THOUGHTS ON DOUBLE STANDARDS

Todays post is going to be a little different than my usual foray into manventures. I was talking this morning to one of my guy friends about his various lady problems and I was giving him some advice about how to drop a summer fling and how to avoid being friend zoned. Somewhere in the mix I said how I would have made such a better man than a girl.

And I do believe that on some level. I always end up hanging out with the guys and I've had way more close guy friends in my life than girl friends. I've always been attracted to the more masculine things in life. I like video games and taking apart electronics and football etc, etc.

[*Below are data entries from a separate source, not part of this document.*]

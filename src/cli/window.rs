use anyhow::Result;
use chrono::Utc;
use serde_json::json;

use crate::core::AppConfig;
use crate::time_window::{self, TimeFilter};

pub fn run(when: TimeFilter, config: &AppConfig) -> Result<()> {
    let window = time_window::resolve(when, Utc::now(), config.timezone);
    println!(
        "{}",
        json!({
            "when": when,
            "timezone": config.timezone.name(),
            "start": window.start.to_rfc3339(),
            "end": window.end.to_rfc3339(),
        })
    );
    Ok(())
}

And I often lump sex into that.

That's a problem. It's a double standard. I'm basically saying that it's more acceptable for guys to be sexually experienced. And yeah, sometimes I make poor decisions and I don't always have the best judgement when it comes to partners but does that mean I should be looked at as a slut or be given a bad reputation? If I were a guy I might get a little judgement for the quality of ass that I pulled but it wouldn't be seen as slutty or wrong.

How can I agree with that? When did I start letting other people tell me how I should live my life? Do I think I've made mistakes? Yes. Have some of those been sexual? Yes. But in the grand scheme of things does it make me a worse person?

No.

It doesn't. I enjoy sex and in my perfect world I would have a boyfriend who gave it to me regularly but just because I don't have the boyfriend doesn't mean I can't have the sex.

I have regrets but most of those revolve around the times that I've hurt someone. It's not like "oh no! I slept with someone else and am not immoral and slutty and stupid and I hate myself." No. It's usually "oh no... I didn't realize the effect that would have on that person I care about. I feel horrible that I hurt them."

So I'm taking back what I said to my friend this morning. I do still think my life would be easier if I were a man (I mean... no more cramps would be nice) but easier doesn't mean better. And being a girl I get to do things I wouldn't as a man... like give birth or wear high heels or change the double standard that comes with sexual experience.

I'm a girl. One who likes sex and has a lot of it. And I'm a goddamn fucking lady. And I refuse to let anyone, including myself, tell me otherwise.

I'm taking a stand and taking back my sexual identity. This is my body and these are my choices and I'm going to continue to make mistakes but I'm also going to continue enjoying my life and living by my terms.